My opinion is no DH period, have both leagues play without them. The decision to let the pitcher hit or pinch hit makes the game more interesting. It also makes it more competitive making only those that play the field bat. Having a DH does not improve the game it just lets players that can't play the field as well swing the bat.

RichardG
RichardG

I feel the NL should not institute the DH. Having a pitcher bat is part of the game and it adds an element of strategy that not only appears at the plate via small ball, but it appears on the mound as well. Teams now may stretch a starters pitch count so not to use a bullpen guy for one batter if the pitchers spot is due up. It also adds the double player switch to make better use of the lineup in late innings. It is part of the game like using who to bat against a left hand pitcher. It’s not all run production. It’s about a player, no matter how specialized, must play all facets of the game.

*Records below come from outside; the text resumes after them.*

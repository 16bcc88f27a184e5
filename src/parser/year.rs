use std::sync::LazyLock;

use regex::Regex;
use tracing::{info, warn};

use super::regions::{find_paragraph, find_section, flat_text, ClassMatch};
use super::SourceDocument;

const FIRST_KNOWN_SECTION: &str = "first-known-content-section";
const YEAR_PARAGRAPH: &[&str] = &["ety-sl", "pb-3"];

// ASCII digits only, so every match parses.
static EXACT_YEAR_RE: LazyLock<Regex> =
    LazyLock::new(|| Regex::new(r"\b([0-9]{3,4})\b").unwrap());
static CENTURY_RE: LazyLock<Regex> =
    LazyLock::new(|| Regex::new(r"(?i)\b([0-9]{1,2})(?:st|nd|rd|th)\s+century\b").unwrap());

/// First-use year and whether it was read literally (`true`) or derived from
/// a century phrase (`false`). `year == -1` means nothing was found.
#[derive(Debug, Clone, Copy, PartialEq, Eq)]
pub struct YearResult {
    pub year: i32,
    pub is_accurate: bool,
}

impl YearResult {
    pub const NOT_FOUND: YearResult = YearResult {
        year: -1,
        is_accurate: false,
    };

    fn exact(year: i32) -> Self {
        YearResult {
            year,
            is_accurate: true,
        }
    }

    fn derived(year: i32) -> Self {
        YearResult {
            year,
            is_accurate: false,
        }
    }
}

/// How a year was read out of the first-known-use text.
#[derive(Debug, Clone, Copy, PartialEq, Eq)]
pub enum YearMatch {
    Exact(i32),
    Century { century: i32, year: i32 },
}

impl YearMatch {
    pub fn result(self) -> YearResult {
        match self {
            YearMatch::Exact(y) => YearResult::exact(y),
            YearMatch::Century { year, .. } => YearResult::derived(year),
        }
    }
}

/// Locate the first-known-use paragraph and parse a year from it.
pub fn extract_year(doc: &SourceDocument, word: &str) -> YearResult {
    let paragraph = find_section(doc.html(), ClassMatch::TokenContains(FIRST_KNOWN_SECTION))
        .and_then(|section| find_paragraph(section, ClassMatch::HasAll(YEAR_PARAGRAPH)));

    let Some(paragraph) = paragraph else {
        warn!("No year found for {}", word);
        return YearResult::NOT_FOUND;
    };

    match parse_year_text(&flat_text(paragraph)) {
        Some(m @ YearMatch::Century { century, year }) => {
            info!("Found century for {}: {} century -> {}", word, ordinal(century), year);
            m.result()
        }
        Some(m) => m.result(),
        None => {
            warn!("No year found for {}", word);
            YearResult::NOT_FOUND
        }
    }
}

/// A standalone 3-4 digit number wins over any century phrase; the century
/// form maps to the first year of that century.
pub fn parse_year_text(text: &str) -> Option<YearMatch> {
    if let Some(caps) = EXACT_YEAR_RE.captures(text) {
        return caps[1].parse::<i32>().ok().map(YearMatch::Exact);
    }

    let caps = CENTURY_RE.captures(text)?;
    let century = caps[1].parse::<i32>().ok()?;
    Some(YearMatch::Century {
        century,
        year: (century - 1) * 100,
    })
}

fn ordinal(n: i32) -> String {
    let suffix = match (n % 10, n % 100) {
        (_, 11..=13) => "th",
        (1, _) => "st",
        (2, _) => "nd",
        (3, _) => "rd",
        _ => "th",
    };
    format!("{}{}", n, suffix)
}

// ── Tests ──

#[cfg(test)]
mod tests {
    use super::*;

    fn page(first_known: &str) -> SourceDocument {
        SourceDocument::parse(&format!(
            r#"<html><body><div class="first-known-content-section">
            <p class="ety-sl pb-3">{}</p></div></body></html>"#,
            first_known
        ))
    }

    #[test]
    fn literal_year_is_accurate() {
        let r = extract_year(&page("circa 1590"), "sonnet");
        assert_eq!(r, YearResult { year: 1590, is_accurate: true });
    }

    #[test]
    fn century_is_derived() {
        let r = extract_year(&page("13th century, in the meaning defined above"), "word");
        assert_eq!(r, YearResult { year: 1200, is_accurate: false });
    }

    #[test]
    fn literal_year_beats_century() {
        let r = extract_year(&page("1590, 13th century"), "word");
        assert_eq!(r, YearResult { year: 1590, is_accurate: true });
        let r = extract_year(&page("13th century, 1590"), "word");
        assert_eq!(r, YearResult { year: 1590, is_accurate: true });
    }

    #[test]
    fn first_literal_year_wins() {
        assert_eq!(parse_year_text("1611 and 1742"), Some(YearMatch::Exact(1611)));
    }

    #[test]
    fn three_digit_year() {
        assert_eq!(parse_year_text("before 950"), Some(YearMatch::Exact(950)));
    }

    #[test]
    fn digit_runs_must_stand_alone() {
        assert_eq!(parse_year_text("ref 12345"), None);
        assert_eq!(parse_year_text("ab1590"), None);
        assert_eq!(parse_year_text("12"), None);
    }

    #[test]
    fn non_ascii_digits_are_not_years() {
        let arabic = "\u{661}\u{665}\u{669}\u{660}";
        assert_eq!(parse_year_text(&format!("{} or 1611", arabic)), Some(YearMatch::Exact(1611)));
        assert_eq!(
            parse_year_text(&format!("{}, 13th century", arabic)),
            Some(YearMatch::Century { century: 13, year: 1200 })
        );
        assert_eq!(parse_year_text(arabic), None);
    }

    #[test]
    fn literal_year_after_non_ascii_digits_beats_century() {
        let r = extract_year(&page("\u{661}\u{665}\u{669}\u{660}, 13th century, 1590"), "w");
        assert_eq!(r, YearResult { year: 1590, is_accurate: true });
    }

    #[test]
    fn century_is_case_insensitive() {
        assert_eq!(
            parse_year_text("21ST Century"),
            Some(YearMatch::Century { century: 21, year: 2000 })
        );
        assert_eq!(
            parse_year_text("1st  century"),
            Some(YearMatch::Century { century: 1, year: 0 })
        );
    }

    #[test]
    fn missing_section_or_paragraph() {
        let no_section = SourceDocument::parse("<html><body><p class=\"ety-sl pb-3\">1590</p></body></html>");
        assert_eq!(extract_year(&no_section, "w"), YearResult::NOT_FOUND);

        let half_classes = SourceDocument::parse(
            r#"<div class="first-known-content-section"><p class="ety-sl">1590</p></div>"#,
        );
        assert_eq!(extract_year(&half_classes, "w"), YearResult::NOT_FOUND);
    }

    #[test]
    fn unparseable_text() {
        let r = extract_year(&page("in the sense of a poem"), "w");
        assert_eq!(r, YearResult::NOT_FOUND);
        assert_eq!(r.year, -1);
    }

    #[test]
    fn nested_markup_is_flattened() {
        let r = extract_year(&page("<span>circa</span> <a href=\"/t\">1<b>5</b>90</a>"), "w");
        assert_eq!(r.year, 1590);
    }

    #[test]
    fn ordinal_suffixes() {
        assert_eq!(ordinal(1), "1st");
        assert_eq!(ordinal(12), "12th");
        assert_eq!(ordinal(13), "13th");
        assert_eq!(ordinal(22), "22nd");
    }

    #[test]
    fn fixture_page() {
        let html = std::fs::read_to_string("tests/fixtures/sonnet.html").unwrap();
        let r = extract_year(&SourceDocument::parse(&html), "sonnet");
        assert_eq!(r, YearResult { year: 1557, is_accurate: true });
    }
}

A pitcher must bat and a batter must play the field.

NachoaverageBucsfan
NachoaverageBucsfan

Great topic. I think the NL would benefit from the DH. I know many say it takes better management to be a NL manager, more decisions to make. But how about just making better decisions rather than more. The vast majority of pitchers bring nothing to the plate. Brault, MadBum and Grienke are pretty good hitters and Pirates fans enjoy Steven getting hits (we do need some fun!!) but Josh Bell is a natural DH, and if you want to continue to watch him play, or others like him, the NL needs to join the rest of the world. It’s 2020. This keeps guys that can hit in the game longer and that is good for the game.

Blackmax
Blackmax

In the standard game, where everybody both fields and hits, there are more occasions when the manager needs to make strategic choices. It’s more interesting. As for the argument that we want to see the better hitter at bat, this principle could be used to justify having your nine best hitters go to bat and having another 9 best fielders in the field. But if we’re always interested in seeing the best hitters, why bother with 9 players in the order? 6 will do. No need to sit through #’s 7, 8, and 9. Baseball wasn’t broken. DH was a mistake

Conelrad
Conelrad

Yes,it's absurd that MLB has different rules for each league,plus it would benefit the Bucs,Bell and Moran are dhs pure and simple.

PirateSteve
PirateSteve

The idea of one player jumping in once every 3 or so innings never sat well with me. A DH can make a huge impact on the game and play 5 minutes of it. Pitchers may be bad hitters, but they’re one of the nine. So, they should hit.

Gary Morgan Jr.
Gary Morgan Jr.

See, that’s the biggest argument against it Craig, history. This is about today’s game. Brault is an outlier and perhaps if it is instituted league wide you could make a clause that the team can choose to have the pitcher bat if you like, but guess what, the Pirates would literally never exercise the option. As good as Brault has been there would never be a day when the Bucs would prefer to see him bat than say Gregory Polanco. Now if the teams themselves would feel that way, it stands to reason fans would also appreciate seeing the superior hitter. I’d also suggest attendance is a very poor barometer, the AL has some real stinkers, Tampa, Baltimore, Cleveland, Chicago (Sox), Seattle. Sure there are some in NL too like Pittsburgh, Miami, but no way to attribute this number directly to the DH.